Licentiate thesis 2020-004

Machine Learning for Spatially Varying Data

Muhammad Osama

22 April 2020

Abstract:

Many physical quantities around us vary across space or space-time. An example of a spatial quantity is provided by the temperature across Sweden on a given day and as an example of a spatio-temporal quantity we observe the counts of the corona virus cases across the globe. Spatial and spatio-temporal data enable opportunities to answer many important questions. For example, what the weather would be like tomorrow or where the highest risk for occurrence of a disease is in the next few days? Answering questions such as these requires formulating and learning statistical models.

One of the challenges with spatial and spatio-temporal data is that the size of data can be extremely large which makes learning a model computationally costly. There are several means of overcoming this problem by means of matrix manipulations and approximations. In paper I, we propose a solution to this problem where the model is learned in a streaming fashion i.e. as the data arrives point by point. This also allows for efficient updating of the learned model based on newly arriving data which is very pertinent to spatio-temporal data.

Another interesting problem in the spatial context is to study the causal effect that an exposure variable has on a response variable. For instance, policy makers might be interested in knowing whether increasing the number of police in a district has the desired effect of reducing crimes there. The challenge here is that of spatial confounding. A spatial map of the number of police against the spatial map of the number of crimes in different districts might show a clear association between these two quantities. However, there might be a third unobserved confounding variable that makes both quantities small and large together. In paper II, we propose a solution for estimating causal effects in the presence of such a confounding variable.
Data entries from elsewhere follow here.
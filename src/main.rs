// Entry point and high-level CLI flow.
//
// - `serve` (the default) loads the call log and answers dashboard queries
//   over HTTP until interrupted.
// - `report` runs one recomputation and prints the eight charts as Markdown
//   tables, optionally exporting CSV/JSON files.
// - `options` lists the month and region filter choices.
use anyhow::Context;
use clap::{Parser, Subcommand};
use cob_dashboard::config::{self, Config};
use cob_dashboard::dashboard::{recompute, DashboardQuery, Theme};
use cob_dashboard::filter::Selection;
use cob_dashboard::loader::{self, RecordStore};
use cob_dashboard::util::format_int;
use cob_dashboard::{logging, output, server};
use std::path::PathBuf;
use std::sync::Arc;
use tracing::info;

/// Call-center dashboard for COB dispatch call logs
#[derive(Debug, Parser)]
#[command(version)]
struct Cli {
    /// CSV call log (overrides COB_DASHBOARD_DATA)
    #[arg(long, global = true)]
    data: Option<PathBuf>,

    #[command(subcommand)]
    command: Option<Command>,
}

#[derive(Debug, Subcommand)]
enum Command {
    /// Serve the dashboard API
    Serve {
        /// Listen address (overrides COB_DASHBOARD_ADDR)
        #[arg(long)]
        addr: Option<String>,
    },
    /// Print the eight charts for one filter selection
    Report {
        /// Comma-separated month numbers, or `all` (default: every month in the data)
        #[arg(long)]
        months: Option<String>,
        /// Comma-separated COB codes, or `all` (default: every region)
        #[arg(long)]
        regions: Option<String>,
        /// Rows to preview per chart
        #[arg(long, default_value_t = 10)]
        rows: usize,
        /// Directory to write chart CSVs and dashboard.json into
        #[arg(long)]
        export: Option<PathBuf>,
        /// Use the dark template
        #[arg(long)]
        dark: bool,
        /// Hide chart legends
        #[arg(long)]
        hide_legend: bool,
    },
    /// List the month and region filter options
    Options,
}

fn load_store(cfg: &Config) -> anyhow::Result<RecordStore> {
    loader::load(&cfg.data_path)
        .with_context(|| format!("failed to load call log {}", cfg.data_path.display()))
}

#[tokio::main]
async fn main() -> anyhow::Result<()> {
    let cli = Cli::parse();
    let mut cfg = Config::from_env()?;
    if let Some(data) = cli.data {
        cfg.data_path = data;
    }
    logging::init(cfg.log_level);

    match cli.command.unwrap_or(Command::Serve { addr: None }) {
        Command::Serve { addr } => {
            if let Some(addr) = addr {
                cfg.addr = config::parse_addr(&addr)?;
            }
            // The store must be complete before the first request is accepted.
            let store = load_store(&cfg)?;
            server::serve(cfg.addr, Arc::new(store)).await?;
        }
        Command::Report {
            months,
            regions,
            rows,
            export,
            dark,
            hide_legend,
        } => {
            let store = load_store(&cfg)?;
            let initial = DashboardQuery::initial(&store);
            let query = DashboardQuery {
                months: match months {
                    Some(s) => Selection::parse_list(&s)?,
                    None => initial.months,
                },
                regions: match regions {
                    Some(s) => Selection::parse_list(&s)?,
                    None => initial.regions,
                },
                theme: if dark { Theme::Dark } else { Theme::Light },
                show_legend: !hide_legend,
            };
            let dashboard = recompute(&store, &query);
            println!(
                "Filtered calls: {} of {}\n",
                format_int(dashboard.filtered_calls),
                format_int(store.len())
            );
            println!("{}", output::render_dashboard(&dashboard, rows));
            if let Some(dir) = export {
                let files = output::export_dashboard(&dir, &dashboard)?;
                info!("exported {} files to {}", files.len(), dir.display());
                for f in files {
                    println!("(exported {})", f.display());
                }
            }
        }
        Command::Options => {
            let store = load_store(&cfg)?;
            println!("Months\n\n{}\n", output::render_rows(store.month_options(), usize::MAX));
            println!("Regions\n\n{}", output::render_rows(store.region_options(), usize::MAX));
        }
    }
    Ok(())
}
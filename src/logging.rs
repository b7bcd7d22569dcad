use tracing::Level;
use tracing_subscriber::{fmt, EnvFilter};

/// Install the global `tracing` subscriber.
///
/// `RUST_LOG` directives take precedence over `level`. Calling this twice is
/// harmless; the second call is ignored.
pub fn init(level: Level) {
    let filter = EnvFilter::try_from_default_env()
        .unwrap_or_else(|_| EnvFilter::new(level.to_string().to_lowercase()));

    let _ = fmt::Subscriber::builder()
        .with_env_filter(filter)
        .with_writer(std::io::stderr)
        .with_target(false)
        .try_init();
}
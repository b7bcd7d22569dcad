// Utility helpers for parsing and basic statistics.
//
// This module centralizes the CSV/number/date handling so the loader and the
// pipelines can assume clean, typed values.
use crate::types::CallStatus;
use chrono::{DateTime, NaiveDate, NaiveDateTime};
use num_format::{Locale, ToFormattedString};

const DATETIME_FORMATS: [&str; 6] = [
    "%Y-%m-%d %H:%M:%S%.f",
    "%Y-%m-%dT%H:%M:%S%.f",
    "%Y-%m-%d %H:%M",
    "%Y-%m-%dT%H:%M",
    "%d/%m/%Y %H:%M:%S",
    "%d/%m/%Y %H:%M",
];

/// Parse a call timestamp.
///
/// Accepts RFC 3339 (the offset is dropped, wall-clock time is kept), the
/// common `YYYY-MM-DD HH:MM[:SS[.f]]` exports, day-first Brazilian dates and
/// a bare `YYYY-MM-DD`, which is read as midnight.
pub fn parse_timestamp(s: Option<&str>) -> Option<NaiveDateTime> {
    let s = s?.trim();
    if s.is_empty() {
        return None;
    }
    if let Ok(dt) = DateTime::parse_from_rfc3339(s) {
        return Some(dt.naive_local());
    }
    for fmt in DATETIME_FORMATS {
        if let Ok(dt) = NaiveDateTime::parse_from_str(s, fmt) {
            return Some(dt);
        }
    }
    NaiveDate::parse_from_str(s, "%Y-%m-%d")
        .ok()
        .and_then(|d| d.and_hms_opt(0, 0, 0))
}

pub fn parse_i32_safe(s: Option<&str>) -> Option<i32> {
    let s = s?.trim();
    if s.is_empty() {
        return None;
    }
    // Spreadsheet exports sometimes write integer columns as `21.0`.
    s.parse::<i32>()
        .ok()
        .or_else(|| s.strip_suffix(".0").and_then(|t| t.parse::<i32>().ok()))
}

pub fn parse_status(s: Option<&str>) -> Option<CallStatus> {
    match s?.trim().to_ascii_lowercase().as_str() {
        "0" | "0.0" | "false" => Some(CallStatus::NotAnswered),
        "1" | "1.0" | "true" => Some(CallStatus::Answered),
        _ => None,
    }
}

pub fn average(v: &[u64]) -> f64 {
    // Arithmetic mean; returns 0 for an empty slice to avoid NaNs.
    if v.is_empty() {
        return 0.0;
    }
    let sum: u64 = v.iter().sum();
    sum as f64 / v.len() as f64
}

/// `(value - reference) / reference`, or `None` when the reference is zero.
pub fn relative_delta(value: f64, reference: f64) -> Option<f64> {
    if reference.abs() < f64::EPSILON {
        return None;
    }
    let delta = (value - reference) / reference;
    delta.is_finite().then_some(delta)
}

/// Signed percentage with one decimal place: `+12.5%`, `-3.0%`, `0.0%`.
pub fn format_percent(ratio: f64) -> String {
    let pct = ratio * 100.0;
    let rounded = format!("{:.1}", pct.abs());
    if rounded == "0.0" {
        return "0.0%".to_string();
    }
    if pct.is_sign_negative() {
        format!("-{}%", rounded)
    } else {
        format!("+{}%", rounded)
    }
}

pub fn display_ratio(v: &f64) -> String {
    format!("{:.1}%", v * 100.0)
}

pub fn format_int<T>(n: T) -> String
where
    T: ToFormattedString,
{
    // Thin wrapper around `num-format` for counts in console messages
    // (e.g., `12,345 calls loaded`).
    n.to_formatted_string(&Locale::en)
}

#[cfg(test)]
mod tests {
    use super::*;
    use chrono::Timelike;

    #[test]
    fn parses_common_timestamp_layouts() {
        let expected = NaiveDate::from_ymd_opt(2024, 3, 7)
            .unwrap()
            .and_hms_opt(9, 15, 0)
            .unwrap();
        for s in [
            "2024-03-07 09:15:00",
            "2024-03-07T09:15:00",
            "2024-03-07 09:15",
            "07/03/2024 09:15:00",
            "2024-03-07T09:15:00-03:00",
        ] {
            assert_eq!(parse_timestamp(Some(s)), Some(expected), "{s}");
        }
        let midnight = parse_timestamp(Some("2024-03-07")).unwrap();
        assert_eq!(midnight.hour(), 0);
    }

    #[test]
    fn rejects_garbage_timestamps() {
        assert_eq!(parse_timestamp(None), None);
        assert_eq!(parse_timestamp(Some("  ")), None);
        assert_eq!(parse_timestamp(Some("yesterday")), None);
    }

    #[test]
    fn parses_status_and_codes() {
        assert_eq!(parse_status(Some("1")), Some(CallStatus::Answered));
        assert_eq!(parse_status(Some(" 0 ")), Some(CallStatus::NotAnswered));
        assert_eq!(parse_status(Some("1.0")), Some(CallStatus::Answered));
        assert_eq!(parse_status(Some("2")), None);
        assert_eq!(parse_i32_safe(Some("21")), Some(21));
        assert_eq!(parse_i32_safe(Some("21.0")), Some(21));
        assert_eq!(parse_i32_safe(Some("COB")), None);
    }

    #[test]
    fn delta_is_guarded_against_zero_mean() {
        assert_eq!(relative_delta(5.0, 0.0), None);
        assert_eq!(relative_delta(3.0, 2.0), Some(0.5));
        assert_eq!(relative_delta(2.0, 2.0), Some(0.0));
    }

    #[test]
    fn percent_formatting_has_one_decimal() {
        assert_eq!(format_percent(0.5), "+50.0%");
        assert_eq!(format_percent(-0.25), "-25.0%");
        assert_eq!(format_percent(0.0), "0.0%");
        assert_eq!(format_percent(-0.00001), "0.0%");
        assert_eq!(format_percent(1.0 / 3.0), "+33.3%");
    }

    #[test]
    fn mean_of_counts() {
        assert_eq!(average(&[]), 0.0);
        assert_eq!(average(&[1, 2, 3, 4]), 2.5);
        assert_eq!(format_int(12345u64), "12,345");
    }
}
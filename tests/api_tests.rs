mod common;
use common::{store, MIXED};

use axum::body::{to_bytes, Body};
use axum::http::{Request, StatusCode};
use cob_dashboard::server::router;
use serde_json::Value;
use std::sync::Arc;
use tower::ServiceExt;

async fn send(req: Request<Body>) -> (StatusCode, Value) {
    let app = router(Arc::new(store(MIXED)));
    let resp = app.oneshot(req).await.expect("router responds");
    let status = resp.status();
    let bytes = to_bytes(resp.into_body(), usize::MAX).await.expect("body");
    let json = serde_json::from_slice(&bytes).unwrap_or(Value::Null);
    (status, json)
}

fn get(uri: &str) -> Request<Body> {
    Request::builder().uri(uri).body(Body::empty()).unwrap()
}

#[tokio::test]
async fn options_list_months_in_data_and_every_region() {
    let (status, json) = send(get("/api/options")).await;
    assert_eq!(status, StatusCode::OK);

    let months: Vec<&str> = json["months"]
        .as_array()
        .unwrap()
        .iter()
        .map(|m| m["label"].as_str().unwrap())
        .collect();
    assert_eq!(months, vec!["Janeiro", "Fevereiro", "Março"]);
    assert_eq!(json["regions"].as_array().unwrap().len(), 8);
    assert_eq!(json["regions"][0]["value"], 21);
}

#[tokio::test]
async fn default_dashboard_has_eight_charts() {
    let (status, json) = send(get("/api/dashboard")).await;
    assert_eq!(status, StatusCode::OK);
    assert_eq!(json["filtered_calls"], 9);
    for (key, id) in [
        ("calls_per_day", "graph1"),
        ("status_by_region", "graph2"),
        ("calls_per_bucket", "graph3"),
        ("bucket_trend", "graph4"),
        ("answered_share", "graph5"),
        ("top_attendant", "graph6"),
        ("top_region_answered", "graph7"),
        ("top_region_unanswered", "graph8"),
    ] {
        assert_eq!(json[key]["id"], id);
        assert_eq!(json[key]["show_legend"], true);
        assert_eq!(json[key]["template"], "flatly");
    }
    assert_eq!(json["top_attendant"]["data"]["state"], "value");
    assert_eq!(json["top_attendant"]["data"]["value"]["attendant"], "A1");
}

#[tokio::test]
async fn query_string_filters_and_toggles() {
    let (status, json) = send(get("/api/dashboard?months=2&regions=4,61&theme=dark&legend=false")).await;
    assert_eq!(status, StatusCode::OK);
    assert_eq!(json["filtered_calls"], 3);
    assert_eq!(json["theme"], "dark");
    assert_eq!(json["answered_share"]["template"], "darkly");
    assert_eq!(json["answered_share"]["show_legend"], false);
    assert_eq!(json["top_region_unanswered"]["data"]["value"]["code"], 61);
}

#[tokio::test]
async fn empty_month_renders_no_data_instead_of_failing() {
    let (status, json) = send(get("/api/dashboard?months=9")).await;
    assert_eq!(status, StatusCode::OK);
    assert_eq!(json["filtered_calls"], 0);
    for key in ["top_attendant", "top_region_answered", "top_region_unanswered"] {
        assert_eq!(json[key]["data"]["state"], "no_data");
    }
}

#[tokio::test]
async fn invalid_tokens_are_rejected() {
    let (status, json) = send(get("/api/dashboard?regions=21,abc")).await;
    assert_eq!(status, StatusCode::BAD_REQUEST);
    assert!(json["error"].as_str().unwrap().contains("abc"));
}

#[tokio::test]
async fn post_accepts_json_query() {
    let req = Request::builder()
        .method("POST")
        .uri("/api/dashboard")
        .header("content-type", "application/json")
        .body(Body::from(r#"{"months": ["all"], "regions": [99]}"#))
        .unwrap();
    let (status, json) = send(req).await;
    assert_eq!(status, StatusCode::OK);
    assert_eq!(json["filtered_calls"], 1);
    assert_eq!(json["status_by_region"]["data"].as_array().unwrap().len(), 0);
}

#[tokio::test]
async fn health_check() {
    let app = router(Arc::new(store(MIXED)));
    let resp = app.oneshot(get("/health")).await.unwrap();
    assert_eq!(resp.status(), StatusCode::OK);
}
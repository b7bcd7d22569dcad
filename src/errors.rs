//! Crate-wide error type.
//!
//! Loading, selection parsing and the summary pipelines all return
//! `AppError`, so the CLI and the HTTP layer only have one type to report.

use std::io;
use thiserror::Error;

#[derive(Error, Debug)]
pub enum AppError {
    #[error("I/O error: {0}")]
    Io(#[from] io::Error),

    #[error("CSV error: {0}")]
    Csv(#[from] csv::Error),

    #[error("JSON error: {0}")]
    Json(#[from] serde_json::Error),

    // Load-time failures are fatal: the store is never partially built.
    #[error("Missing column: {0}")]
    MissingColumn(&'static str),

    #[error("Parse error on line {line}: {message}")]
    Parse { line: u64, message: String },

    #[error("Invalid selection value: {0}")]
    InvalidSelection(String),

    #[error("Invalid theme: {0}")]
    InvalidTheme(String),

    /// A "top" pipeline had no group to pick from.
    #[error("No data for {0}")]
    EmptyResult(&'static str),

    #[error("Configuration error: {0}")]
    Config(String),
}

impl AppError {
    /// Errors caused by the caller's input rather than by the data or the host.
    pub fn is_client_error(&self) -> bool {
        matches!(
            self,
            AppError::InvalidSelection(_) | AppError::InvalidTheme(_) | AppError::Json(_)
        )
    }
}

pub type AppResult<T> = Result<T, AppError>;
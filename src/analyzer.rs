//! This module provides an optional pre-flight check for machines. The executor discovers
//! unknown states lazily, when it enters them; `analyze` reports them before running.

use crate::machine::Machine;
use crate::types::MachineError;
use std::collections::HashSet;

/// Represents the problems `analyze` can find in a machine.
#[derive(Debug, PartialEq, Eq, Clone)]
pub enum AnalysisError {
    /// Indicates that the initial state is neither declared nor the halting state.
    InvalidStartState(String),
    /// Indicates transitions whose next state is neither declared nor the halting state.
    UndefinedNextStates(Vec<String>),
    /// Indicates structural problems with the machine.
    StructuralError(String),
}

impl From<AnalysisError> for MachineError {
    /// Converts an `AnalysisError` into a `MachineError::ValidationError`.
    fn from(error: AnalysisError) -> Self {
        match error {
            AnalysisError::InvalidStartState(state) => {
                MachineError::ValidationError(format!("Invalid start state: {}", state))
            }
            AnalysisError::UndefinedNextStates(transitions) => MachineError::ValidationError(
                format!("Transitions reference undefined states: {:?}", transitions),
            ),
            AnalysisError::StructuralError(msg) => MachineError::ValidationError(msg),
        }
    }
}

/// Analyzes a `Machine` for references to states that do not exist.
///
/// Unreachable states and missing transitions are not reported.
///
/// # Returns
///
/// * `Ok(())` if no errors are found.
/// * `Err(MachineError::ValidationError)` describing the first problem found.
pub fn analyze(machine: &Machine) -> Result<(), MachineError> {
    [
        check_structure,
        check_valid_start_state,
        check_undefined_next_states,
    ]
    .iter()
    .find_map(|check| check(machine).err())
    .map_or(Ok(()), |error| Err(error.into()))
}

/// Checks that the halting state does not declare transitions, since they can never run.
fn check_structure(machine: &Machine) -> Result<(), AnalysisError> {
    match machine.state(&machine.halting_state) {
        Some(state) if !state.is_empty() => Err(AnalysisError::StructuralError(format!(
            "Halting state {} declares transitions that can never run",
            machine.halting_state
        ))),
        _ => Ok(()),
    }
}

/// Checks whether the initial state is declared, or is the halting state itself.
fn check_valid_start_state(machine: &Machine) -> Result<(), AnalysisError> {
    if machine.initial_state != machine.halting_state
        && !machine.states.contains_key(&machine.initial_state)
    {
        return Err(AnalysisError::InvalidStartState(
            machine.initial_state.clone(),
        ));
    }

    Ok(())
}

/// Checks that every `next_state` is declared or is the halting state.
///
/// Each offending transition is reported as `state[read] -> next`, sorted.
fn check_undefined_next_states(machine: &Machine) -> Result<(), AnalysisError> {
    let defined_states: HashSet<&str> = machine.states.keys().map(String::as_str).collect();

    let mut undefined_transitions: Vec<String> = machine
        .states
        .iter()
        .flat_map(|(name, state)| {
            state
                .transitions()
                .map(move |(read, transition)| (name, read, transition))
        })
        .filter(|(_, _, transition)| {
            transition.next_state != machine.halting_state
                && !defined_states.contains(transition.next_state.as_str())
        })
        .map(|(name, read, transition)| format!("{}[{}] -> {}", name, read, transition.next_state))
        .collect();

    if !undefined_transitions.is_empty() {
        undefined_transitions.sort(); // Sort for deterministic output
        return Err(AnalysisError::UndefinedNextStates(undefined_transitions));
    }

    Ok(())
}

#[cfg(test)]
mod tests {
    use super::*;
    use crate::state::State;
    use crate::types::{Direction, HALT_STATE};

    fn create_test_machine(initial_state: &str, states: &[(&str, char, &str)]) -> Machine {
        let mut machine = Machine::new('_', initial_state);
        for &(name, read, next) in states {
            machine
                .states
                .entry(name.to_string())
                .or_insert_with(State::new)
                .add_transition(read, read, Direction::Right, next);
        }
        machine
    }

    #[test]
    fn test_valid_machine() {
        let machine = create_test_machine("A", &[("A", '0', "B"), ("B", '_', "Halt")]);

        assert!(analyze(&machine).is_ok());
    }

    #[test]
    fn test_start_in_halting_state_is_valid() {
        let machine = Machine::new('_', HALT_STATE);

        assert!(analyze(&machine).is_ok());
    }

    #[test]
    fn test_invalid_start_state() {
        let machine = create_test_machine("Missing", &[("A", '0', "Halt")]);

        assert_eq!(
            check_valid_start_state(&machine),
            Err(AnalysisError::InvalidStartState("Missing".to_string()))
        );

        let error = analyze(&machine).unwrap_err();
        assert_eq!(
            error.to_string(),
            "Description validation error: Invalid start state: Missing"
        );
    }

    #[test]
    fn test_undefined_next_states() {
        let machine = create_test_machine(
            "A",
            &[("A", '0', "Nowhere"), ("A", '1', "B"), ("B", '_', "Gone")],
        );

        assert_eq!(
            check_undefined_next_states(&machine),
            Err(AnalysisError::UndefinedNextStates(vec![
                "A[0] -> Nowhere".to_string(),
                "B[_] -> Gone".to_string(),
            ]))
        );
        assert!(matches!(
            analyze(&machine),
            Err(MachineError::ValidationError(_))
        ));
    }

    #[test]
    fn test_halting_state_with_transitions() {
        let machine = create_test_machine("A", &[("A", '0', "Halt"), ("Halt", '1', "A")]);

        assert!(matches!(
            check_structure(&machine),
            Err(AnalysisError::StructuralError(_))
        ));
    }

    #[test]
    fn test_analysis_does_not_change_execution() {
        let machine = create_test_machine("A", &[("A", '0', "Nowhere")]);

        assert!(analyze(&machine).is_err());
        assert_eq!(
            machine.execute("0").unwrap_err(),
            MachineError::UnknownState("Nowhere".to_string())
        );
    }
}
Another common type of spatial data is point or event data, i.e., the occurrence of events across space. The event could for example be a reported disease or crime and one may be interested in predicting the counts of the event in a given region. A fundamental challenge here is to quantify the uncertainty in the predicted counts in a model in a robust manner. In paper III, we propose a regularized criterion for learning a predictive model of counts of events across spatial regions. The regularization ensures tighter prediction intervals around the predicted counts and have valid coverage irrespective of the degree of model misspecification.